§ Work to be completed: Print, exactly as written, every line from the first line of the records below through the line containing "let mut next_id = 1;", and nothing further.

Records from a dataset:
--- START ---
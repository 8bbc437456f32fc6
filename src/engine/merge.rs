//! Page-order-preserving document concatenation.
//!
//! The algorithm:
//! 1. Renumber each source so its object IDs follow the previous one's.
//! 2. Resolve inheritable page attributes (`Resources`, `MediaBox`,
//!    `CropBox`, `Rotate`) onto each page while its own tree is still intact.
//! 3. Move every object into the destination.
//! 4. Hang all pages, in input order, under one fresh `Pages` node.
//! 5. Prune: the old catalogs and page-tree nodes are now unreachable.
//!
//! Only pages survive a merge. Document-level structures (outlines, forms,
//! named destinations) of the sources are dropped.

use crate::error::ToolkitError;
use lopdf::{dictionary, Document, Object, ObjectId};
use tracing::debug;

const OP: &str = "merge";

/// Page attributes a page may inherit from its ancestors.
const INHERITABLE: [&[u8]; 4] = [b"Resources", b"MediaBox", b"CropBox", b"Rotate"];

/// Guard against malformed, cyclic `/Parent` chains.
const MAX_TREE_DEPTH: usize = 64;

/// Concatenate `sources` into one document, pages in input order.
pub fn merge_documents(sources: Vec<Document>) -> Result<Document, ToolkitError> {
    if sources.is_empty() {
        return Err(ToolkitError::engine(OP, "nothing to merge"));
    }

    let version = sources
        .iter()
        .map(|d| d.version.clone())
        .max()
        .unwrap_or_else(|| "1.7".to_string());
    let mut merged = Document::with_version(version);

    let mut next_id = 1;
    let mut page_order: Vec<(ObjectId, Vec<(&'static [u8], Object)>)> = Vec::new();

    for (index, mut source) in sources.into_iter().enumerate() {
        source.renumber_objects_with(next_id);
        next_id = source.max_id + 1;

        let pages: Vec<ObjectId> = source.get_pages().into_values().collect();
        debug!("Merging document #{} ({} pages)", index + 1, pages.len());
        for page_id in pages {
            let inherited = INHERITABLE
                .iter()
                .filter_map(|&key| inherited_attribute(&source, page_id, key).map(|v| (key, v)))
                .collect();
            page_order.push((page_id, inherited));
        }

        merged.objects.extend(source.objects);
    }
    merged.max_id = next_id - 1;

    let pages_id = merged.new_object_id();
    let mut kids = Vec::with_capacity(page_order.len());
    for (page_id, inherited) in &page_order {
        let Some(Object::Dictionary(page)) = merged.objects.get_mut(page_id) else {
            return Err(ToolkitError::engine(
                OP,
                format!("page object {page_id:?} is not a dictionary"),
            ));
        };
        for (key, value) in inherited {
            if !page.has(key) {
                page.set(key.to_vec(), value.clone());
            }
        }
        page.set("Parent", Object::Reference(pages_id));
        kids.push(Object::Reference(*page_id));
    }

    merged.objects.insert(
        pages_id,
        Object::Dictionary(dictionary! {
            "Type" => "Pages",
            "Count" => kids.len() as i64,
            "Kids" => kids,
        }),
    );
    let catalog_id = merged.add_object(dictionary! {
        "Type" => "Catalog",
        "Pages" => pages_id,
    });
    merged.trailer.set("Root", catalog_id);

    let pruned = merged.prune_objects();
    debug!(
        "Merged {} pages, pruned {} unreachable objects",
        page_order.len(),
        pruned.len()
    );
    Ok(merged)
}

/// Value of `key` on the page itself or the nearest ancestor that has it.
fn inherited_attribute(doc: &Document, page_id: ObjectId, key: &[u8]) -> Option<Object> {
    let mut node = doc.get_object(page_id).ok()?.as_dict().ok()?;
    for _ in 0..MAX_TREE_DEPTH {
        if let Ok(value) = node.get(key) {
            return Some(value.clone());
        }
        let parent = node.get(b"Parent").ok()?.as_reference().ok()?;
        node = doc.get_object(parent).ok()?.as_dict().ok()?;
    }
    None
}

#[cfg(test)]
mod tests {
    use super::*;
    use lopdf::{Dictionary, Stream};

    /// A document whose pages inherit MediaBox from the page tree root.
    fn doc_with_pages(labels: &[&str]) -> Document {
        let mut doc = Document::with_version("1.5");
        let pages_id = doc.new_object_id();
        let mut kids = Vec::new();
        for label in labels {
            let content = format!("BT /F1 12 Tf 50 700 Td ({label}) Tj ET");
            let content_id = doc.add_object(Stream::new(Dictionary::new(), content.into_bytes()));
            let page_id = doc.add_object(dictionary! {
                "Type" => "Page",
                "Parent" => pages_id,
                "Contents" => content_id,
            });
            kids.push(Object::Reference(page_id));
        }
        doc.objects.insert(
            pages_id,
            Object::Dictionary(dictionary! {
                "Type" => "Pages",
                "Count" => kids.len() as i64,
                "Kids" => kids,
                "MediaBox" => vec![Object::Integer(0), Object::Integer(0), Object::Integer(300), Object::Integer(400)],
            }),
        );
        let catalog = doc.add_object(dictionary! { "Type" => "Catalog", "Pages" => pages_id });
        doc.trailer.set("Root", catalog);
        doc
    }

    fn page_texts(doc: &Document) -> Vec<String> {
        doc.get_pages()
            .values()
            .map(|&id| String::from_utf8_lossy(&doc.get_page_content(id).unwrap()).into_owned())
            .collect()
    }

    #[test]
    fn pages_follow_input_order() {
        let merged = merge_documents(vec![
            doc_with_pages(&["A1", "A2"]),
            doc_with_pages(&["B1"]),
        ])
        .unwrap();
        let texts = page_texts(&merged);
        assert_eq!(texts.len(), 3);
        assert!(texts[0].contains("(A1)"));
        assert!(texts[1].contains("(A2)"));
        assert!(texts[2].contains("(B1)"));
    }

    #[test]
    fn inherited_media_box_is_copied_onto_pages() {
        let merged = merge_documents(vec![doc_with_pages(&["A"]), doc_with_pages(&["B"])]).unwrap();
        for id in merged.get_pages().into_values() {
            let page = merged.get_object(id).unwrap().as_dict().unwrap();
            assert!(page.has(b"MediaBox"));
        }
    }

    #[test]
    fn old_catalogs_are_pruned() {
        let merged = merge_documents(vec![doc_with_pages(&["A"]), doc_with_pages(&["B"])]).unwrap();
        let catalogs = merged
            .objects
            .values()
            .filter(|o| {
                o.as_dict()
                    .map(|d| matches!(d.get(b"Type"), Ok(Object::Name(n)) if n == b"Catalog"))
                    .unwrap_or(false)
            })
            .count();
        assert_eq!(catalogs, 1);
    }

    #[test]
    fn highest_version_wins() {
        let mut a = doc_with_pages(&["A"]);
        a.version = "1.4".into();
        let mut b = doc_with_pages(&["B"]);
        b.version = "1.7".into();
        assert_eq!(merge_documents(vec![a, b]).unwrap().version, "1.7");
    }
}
--- END ---
§ Solved problem:
repository 8bbc437456f32fc6
filename src/engine/merge.rs
//! Page-order-preserving document concatenation.
//!
//! The algorithm:
//! 1. Renumber each source so its object IDs follow the previous one's.
//! 2. Resolve inheritable page attributes (`Resources`, `MediaBox`,
//!    `CropBox`, `Rotate`) onto each page while its own tree is still intact.
//! 3. Move every object into the destination.
//! 4. Hang all pages, in input order, under one fresh `Pages` node.
//! 5. Prune: the old catalogs and page-tree nodes are now unreachable.
//!
//! Only pages survive a merge. Document-level structures (outlines, forms,
//! named destinations) of the sources are dropped.

use crate::error::ToolkitError;
use lopdf::{dictionary, Document, Object, ObjectId};
use tracing::debug;

const OP: &str = "merge";

/// Page attributes a page may inherit from its ancestors.
const INHERITABLE: [&[u8]; 4] = [b"Resources", b"MediaBox", b"CropBox", b"Rotate"];

/// Guard against malformed, cyclic `/Parent` chains.
const MAX_TREE_DEPTH: usize = 64;

/// Concatenate `sources` into one document, pages in input order.
pub fn merge_documents(sources: Vec<Document>) -> Result<Document, ToolkitError> {
    if sources.is_empty() {
        return Err(ToolkitError::engine(OP, "nothing to merge"));
    }

    let version = sources
        .iter()
        .map(|d| d.version.clone())
        .max()
        .unwrap_or_else(|| "1.7".to_string());
    let mut merged = Document::with_version(version);

    let mut next_id = 1;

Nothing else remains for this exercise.